## Saved entries:
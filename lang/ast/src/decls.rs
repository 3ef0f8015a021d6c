use miette::Diagnostic;
use thiserror::Error;

use crate::exp::Exp;
use crate::ident::{Ident, PackageName, TypeRef};
use crate::HashMap;

// Data families
//
//

/// How a data type's values are laid out.
///
/// This is an advisory marker for downstream consumers (a code generator may
/// unbox `Struct` values or represent `Nat` as a machine integer); it does
/// not influence how terms reduce.
#[derive(Debug, Clone, Copy, PartialEq, Eq, Hash)]
pub enum DataFamily {
    /// A data type with more than one constructor.
    Enum,
    /// A data type with exactly one constructor.
    Struct,
    /// A data type shaped like the natural numbers: one nullary and one
    /// unary constructor.
    Nat,
}

// Data declarations
//
//

/// A single constructor of a data type, with the number of fields it takes.
#[derive(Debug, Clone, PartialEq, Eq)]
pub struct Ctor {
    pub name: Ident,
    pub arity: usize,
}

#[derive(Debug, Clone, PartialEq, Eq)]
pub struct DataDecl {
    pub name: Ident,
    pub family: DataFamily,
    /// Constructors in declaration order; a constructor's position is its tag.
    pub ctors: Vec<Ctor>,
}

impl DataDecl {
    pub fn ctor_index(&self, name: &Ident) -> Option<usize> {
        self.ctors.iter().position(|ctor| &ctor.name == name)
    }
}

// Let bindings
//
//

#[derive(Debug, Clone, Copy, PartialEq, Eq)]
pub enum RecursionKind {
    Recursive,
    NonRecursive,
}

impl RecursionKind {
    pub fn is_recursive(self) -> bool {
        matches!(self, RecursionKind::Recursive)
    }
}

/// A top-level let binding.
#[derive(Debug, Clone, PartialEq, Eq)]
pub struct LetDecl {
    pub name: Ident,
    pub rec: RecursionKind,
    pub body: Exp,
}

// External definitions
//
//

/// A definition whose implementation is provided by the runtime rather than
/// by an expression in this package.
#[derive(Debug, Clone, PartialEq, Eq)]
pub struct ExternalDecl {
    pub name: Ident,
    pub typ: TypeRef,
}

// Imports
//
//

/// An import of names from another package.
#[derive(Debug, Clone, PartialEq, Eq)]
pub struct Import {
    pub from: PackageName,
    pub names: Vec<Ident>,
}

// Packages
//
//

/// A type-checked, name-resolved package.
#[derive(Debug, Clone, PartialEq, Eq)]
pub struct Package {
    pub name: PackageName,
    pub imports: Vec<Import>,
    pub data_decls: Vec<DataDecl>,
    pub externals: Vec<ExternalDecl>,
    /// Top-level bindings in declaration order. A binding may refer to any
    /// binding declared before it, and to itself if marked recursive.
    pub lets: Vec<LetDecl>,
}

impl Package {
    pub fn lookup_let(&self, name: &Ident) -> Option<&LetDecl> {
        self.lets.iter().find(|decl| &decl.name == name)
    }

    /// Find the data type declaring `ctor`, together with the constructor's tag.
    pub fn lookup_ctor(&self, ctor: &Ident) -> Option<(&DataDecl, usize)> {
        self.data_decls
            .iter()
            .find_map(|decl| decl.ctor_index(ctor).map(|idx| (decl, idx)))
    }

    pub fn lookup_external(&self, name: &Ident) -> Option<&ExternalDecl> {
        self.externals.iter().find(|decl| &decl.name == name)
    }

    /// Whether this package imports `name` from `from`.
    pub fn imports_name(&self, from: &PackageName, name: &Ident) -> bool {
        self.imports
            .iter()
            .any(|import| &import.from == from && import.names.contains(name))
    }
}

// Package maps
//
//

/// All packages of a compilation, keyed by name.
///
/// Declaration order of the packages is preserved; within a package, let
/// bindings are processed in declaration order.
#[derive(Debug, Clone)]
pub struct PackageMap {
    packages: Vec<Package>,
    index: HashMap<PackageName, usize>,
}

impl PackageMap {
    pub fn new(packages: Vec<Package>) -> Self {
        let index = packages
            .iter()
            .enumerate()
            .map(|(idx, pack)| (pack.name.clone(), idx))
            .collect();
        PackageMap { packages, index }
    }

    pub fn packages(&self) -> impl Iterator<Item = &Package> {
        self.packages.iter()
    }

    pub fn lookup(&self, name: &PackageName) -> Result<&Package, LookupError> {
        self.index
            .get(name)
            .map(|idx| &self.packages[*idx])
            .ok_or_else(|| LookupError::UndefinedPackage { name: name.to_string() })
    }

    pub fn lookup_ctor(
        &self,
        pack: &PackageName,
        ctor: &Ident,
    ) -> Result<(&DataDecl, usize), LookupError> {
        self.lookup(pack)?.lookup_ctor(ctor).ok_or_else(|| LookupError::UndefinedConstructor {
            pack: pack.to_string(),
            name: ctor.to_string(),
        })
    }
}

// Lookup errors
//
//

#[derive(Error, Diagnostic, Debug)]
pub enum LookupError {
    #[error("Undefined package {name}")]
    #[diagnostic(code("L-001"))]
    UndefinedPackage { name: String },
    #[error("Undefined constructor {pack}::{name}")]
    #[diagnostic(code("L-002"))]
    UndefinedConstructor { pack: String, name: String },
    #[error("Undefined top-level binding {pack}::{name}")]
    #[diagnostic(code("L-003"))]
    UndefinedLet { pack: String, name: String },
    #[error("Undefined variable {name}")]
    #[diagnostic(code("L-004"))]
    UndefinedVariable { name: String },
    #[error("{pack}::{name} is not imported here")]
    #[diagnostic(code("L-005"))]
    NotImported { pack: String, name: String },
}

#[cfg(test)]
mod tests {
    use super::*;

    fn list_decl() -> DataDecl {
        DataDecl {
            name: Ident::from_string("List"),
            family: DataFamily::Enum,
            ctors: vec![
                Ctor { name: Ident::from_string("Nil"), arity: 0 },
                Ctor { name: Ident::from_string("Cons"), arity: 2 },
            ],
        }
    }

    #[test]
    fn ctor_index_is_declaration_order() {
        let decl = list_decl();
        assert_eq!(decl.ctor_index(&Ident::from_string("Nil")), Some(0));
        assert_eq!(decl.ctor_index(&Ident::from_string("Cons")), Some(1));
        assert_eq!(decl.ctor_index(&Ident::from_string("Snoc")), None);
    }

    #[test]
    fn lookup_ctor_reports_unknown_package() {
        let map = PackageMap::new(vec![]);
        let err = map
            .lookup_ctor(&PackageName::from_string("Core/List"), &Ident::from_string("Nil"))
            .unwrap_err();
        assert!(matches!(err, LookupError::UndefinedPackage { .. }));
    }
}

## TASK GOAL:
Whenever the word "lets" shows up in a line of the entries, copy that line.

## EXERCISE ANSWER:
    pub lets: Vec<LetDecl>,
        self.lets.iter().find(|decl| &decl.name == name)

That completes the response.